##### Records for this task
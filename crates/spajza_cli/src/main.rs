//! `spajza` command-line front end.
//!
//! # Responsibility
//! - Map subcommands onto `ListService`, `SettingsStore`, the mirror
//!   coordinator and the recipe advisor.
//! - Own the session: open the database, run the startup pull, wait for
//!   pending mirror pushes before exit.
//!
//! # Invariants
//! - Destructive commands require `--yes`.
//! - Background mirror failures never change the exit code; explicit
//!   `push`/`pull` failures do.

mod render;

use anyhow::{anyhow, bail, Context, Result};
use clap::{Parser, Subcommand};
use log::{info, warn};
use spajza_core::db::open_db;
use spajza_core::recipe::DEFAULT_GEMINI_MODEL;
use spajza_core::sync::coordinator::DEFAULT_PUSH_CONFIRM_TIMEOUT;
use spajza_core::{
    init_logging, GeminiConfig, GeminiRecipeClient, HttpMirrorClient, HttpMirrorConfig,
    KeyValueStore, ListService, LogLevel, MirrorCoordinator, ProductId, RecipeAdvisor,
    SettingsStore, SqliteKeyValueStore, SyncTrigger, ViewTab, FALLBACK_CATEGORY,
};
use std::io::Read;
use std::path::{Path, PathBuf};
use std::sync::Arc;
use std::time::Duration;

#[derive(Parser)]
#[command(name = "spajza", version, about = "Shopping list and pantry tracker")]
struct Cli {
    /// SQLite database file
    #[arg(long, env = "SPAJZA_DB", default_value = "spajza.db", global = true)]
    db: PathBuf,

    /// Directory for rotating log files; logging is off when unset
    #[arg(long, env = "SPAJZA_LOG_DIR", global = true)]
    log_dir: Option<PathBuf>,

    /// trace | debug | info | warn | error; defaults to debug in debug builds
    #[arg(long, env = "SPAJZA_LOG_LEVEL", global = true)]
    log_level: Option<String>,

    /// Bound for a single mirror request
    #[arg(long, default_value_t = 15, global = true)]
    mirror_timeout_secs: u64,

    #[command(subcommand)]
    command: Command,
}

#[derive(Subcommand)]
enum Command {
    /// Show products grouped by category
    List {
        /// shopping | inventory | all
        #[arg(long, default_value = "shopping")]
        tab: ViewTab,
        /// Case-insensitive name filter
        #[arg(long, default_value = "")]
        search: String,
    },
    /// Add a product to the shopping list
    Add {
        name: String,
        #[arg(long)]
        qty: Option<String>,
        #[arg(long, default_value = FALLBACK_CATEGORY)]
        category: String,
    },
    /// Flip a product between needed and stocked
    Toggle { id: String },
    /// Set a product quantity; an empty value clears it
    Qty { id: String, quantity: String },
    /// Delete a product
    Remove {
        id: String,
        #[arg(long)]
        yes: bool,
    },
    /// List categories in display order
    Categories,
    CategoryAdd { name: String },
    /// Delete a category that no product uses
    CategoryRemove {
        name: String,
        #[arg(long)]
        yes: bool,
    },
    /// Write the backup JSON to stdout or a file
    Export {
        #[arg(long)]
        output: Option<PathBuf>,
    },
    /// Replace everything with a backup file (`-` reads stdin)
    Import {
        path: String,
        #[arg(long)]
        yes: bool,
    },
    /// Print the shopping list as plain text
    Share,
    /// Configure the remote mirror endpoint
    Mirror {
        #[command(subcommand)]
        action: MirrorAction,
    },
    /// Upload the current collection and wait for confirmation
    Push,
    /// Replace local data with the mirror copy
    Pull,
    /// Ask for recipes that use stocked products
    Suggest {
        query: String,
        #[arg(long, env = "GEMINI_API_KEY", hide_env_values = true)]
        api_key: Option<String>,
        #[arg(long, env = "SPAJZA_GEMINI_MODEL", default_value = DEFAULT_GEMINI_MODEL)]
        model: String,
    },
    /// Delete local data and start over from the sample list
    Reset {
        #[arg(long)]
        yes: bool,
    },
}

#[derive(Subcommand)]
enum MirrorAction {
    Set { url: String },
    Clear,
    Show,
}

impl Command {
    /// Commands that should see the mirror copy before running.
    fn wants_startup_pull(&self) -> bool {
        !matches!(
            self,
            Self::Mirror { .. } | Self::Pull | Self::Push | Self::Reset { .. } | Self::Suggest { .. }
        )
    }
}

#[tokio::main]
async fn main() -> Result<()> {
    let cli = Cli::parse();

    if let Some(dir) = &cli.log_dir {
        let dir = absolute(dir)?;
        let level = cli
            .log_level
            .clone()
            .unwrap_or_else(|| LogLevel::build_default().as_str().to_string());
        init_logging(&level, &dir.to_string_lossy())?;
    }

    let conn = open_db(&cli.db)
        .with_context(|| format!("failed to open database `{}`", cli.db.display()))?;
    let kv = SqliteKeyValueStore::try_new(&conn)?;
    let settings = SettingsStore::new(&kv);

    if let Command::Mirror { action } = &cli.command {
        return run_mirror_action(&settings, action);
    }

    let mut service = ListService::open(&kv);
    let coordinator = start_mirror(&settings, Duration::from_secs(cli.mirror_timeout_secs));
    if let Some(coordinator) = &coordinator {
        service.attach_mirror(coordinator.push_queue());
        if cli.command.wants_startup_pull() {
            if let Some(payload) = coordinator.auto_pull().await {
                service.apply_remote(payload);
            }
        }
    }

    let outcome = run_command(cli.command, &mut service, coordinator.as_ref()).await;

    if let Some(coordinator) = &coordinator {
        coordinator.settle(DEFAULT_PUSH_CONFIRM_TIMEOUT).await;
    }
    outcome
}

async fn run_command<S: KeyValueStore>(
    command: Command,
    service: &mut ListService<S>,
    coordinator: Option<&MirrorCoordinator>,
) -> Result<()> {
    match command {
        Command::List { tab, search } => {
            print!("{}", render::grouped(&service.grouped_view(tab, &search)));
        }
        Command::Add {
            name,
            qty,
            category,
        } => {
            let id = service.add_product(&name, qty.as_deref(), &category)?;
            println!("added {id}");
        }
        Command::Toggle { id } => {
            let status = service
                .toggle_status(&ProductId::new(id.as_str()))
                .ok_or_else(|| anyhow!("product not found: {id}"))?;
            println!("{id} is now {}", status.as_str());
        }
        Command::Qty { id, quantity } => {
            if !service.update_quantity(&ProductId::new(id.as_str()), &quantity) {
                bail!("product not found: {id}");
            }
        }
        Command::Remove { id, yes } => {
            confirm(yes, "remove the product")?;
            let removed = service
                .delete_product(&ProductId::new(id.as_str()))
                .ok_or_else(|| anyhow!("product not found: {id}"))?;
            println!("removed {}", removed.name);
        }
        Command::Categories => {
            for category in service.categories() {
                println!("{category}");
            }
        }
        Command::CategoryAdd { name } => {
            if !service.add_category(&name) {
                bail!("category is blank or already exists");
            }
        }
        Command::CategoryRemove { name, yes } => {
            confirm(yes, "remove the category")?;
            service.delete_category(&name)?;
        }
        Command::Export { output } => {
            let text = service.export_text()?;
            match output {
                Some(path) => std::fs::write(&path, text)
                    .with_context(|| format!("failed to write `{}`", path.display()))?,
                None => println!("{text}"),
            }
        }
        Command::Import { path, yes } => {
            confirm(yes, "replace all products and categories")?;
            let text = read_input(&path)?;
            service.import_text(&text)?;
            println!(
                "imported {} products in {} categories",
                service.collection().products.len(),
                service.categories().len()
            );
        }
        Command::Share => print!("{}", service.shopping_list_text()),
        Command::Push => {
            let coordinator = require_mirror(coordinator)?;
            coordinator.push_now(service.collection().clone()).await?;
            println!("{}", render::last_sync(coordinator.last_sync_at()));
        }
        Command::Pull => {
            let coordinator = require_mirror(coordinator)?;
            if let Some(payload) = coordinator.pull(SyncTrigger::User).await? {
                service.apply_remote(payload);
            }
            println!(
                "{} ({} products)",
                render::last_sync(coordinator.last_sync_at()),
                service.collection().products.len()
            );
        }
        Command::Suggest {
            query,
            api_key,
            model,
        } => {
            let api_key = api_key.or_else(|| std::env::var("API_KEY").ok());
            let client = GeminiRecipeClient::new(GeminiConfig::new(api_key).with_model(model))?;
            let advisor = RecipeAdvisor::new(Arc::new(client));
            if let Some(suggestion) = advisor.suggest_for(service.collection(), &query).await? {
                print!("{}", render::suggestion(&suggestion));
            }
        }
        Command::Reset { yes } => {
            confirm(yes, "delete all local data")?;
            if !service.reset() {
                bail!("failed to delete local data; nothing was changed");
            }
        }
        Command::Mirror { .. } => bail!("mirror actions are handled before the list opens"),
    }
    Ok(())
}

fn run_mirror_action<S: KeyValueStore>(
    settings: &SettingsStore<S>,
    action: &MirrorAction,
) -> Result<()> {
    match action {
        MirrorAction::Set { url } => match settings.set_mirror_url(url)? {
            Some(url) => println!("mirror set to {url}"),
            None => println!("mirror cleared"),
        },
        MirrorAction::Clear => {
            settings.clear_mirror_url()?;
            println!("mirror cleared");
        }
        MirrorAction::Show => match settings.mirror_url() {
            Some(url) => println!("{url}"),
            None => println!("no mirror configured"),
        },
    }
    Ok(())
}

fn start_mirror<S: KeyValueStore>(
    settings: &SettingsStore<S>,
    timeout: Duration,
) -> Option<MirrorCoordinator> {
    let url = settings.mirror_url()?;
    match HttpMirrorClient::new(HttpMirrorConfig::new(url).with_timeout(timeout)) {
        Ok(client) => {
            info!("event=mirror_attach module=cli status=ok");
            Some(MirrorCoordinator::start(Arc::new(client)))
        }
        Err(err) => {
            warn!("event=mirror_attach module=cli status=error error={err}");
            None
        }
    }
}

fn require_mirror(coordinator: Option<&MirrorCoordinator>) -> Result<&MirrorCoordinator> {
    coordinator.ok_or_else(|| anyhow!("no mirror configured; run `spajza mirror set <url>`"))
}

fn confirm(yes: bool, action: &str) -> Result<()> {
    if !yes {
        bail!("refusing to {action} without --yes");
    }
    Ok(())
}

fn read_input(path: &str) -> Result<String> {
    if path == "-" {
        let mut text = String::new();
        std::io::stdin().read_to_string(&mut text)?;
        return Ok(text);
    }
    std::fs::read_to_string(path).with_context(|| format!("failed to read `{path}`"))
}

fn absolute(path: &Path) -> Result<PathBuf> {
    if path.is_absolute() {
        return Ok(path.to_path_buf());
    }
    Ok(std::env::current_dir()?.join(path))
}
##########
### The problem
The answer must consist of every line from the entries above that contains the string "stdin".

### Final answer
    /// Replace everything with a backup file (`-` reads stdin)
        std::io::stdin().read_to_string(&mut text)?;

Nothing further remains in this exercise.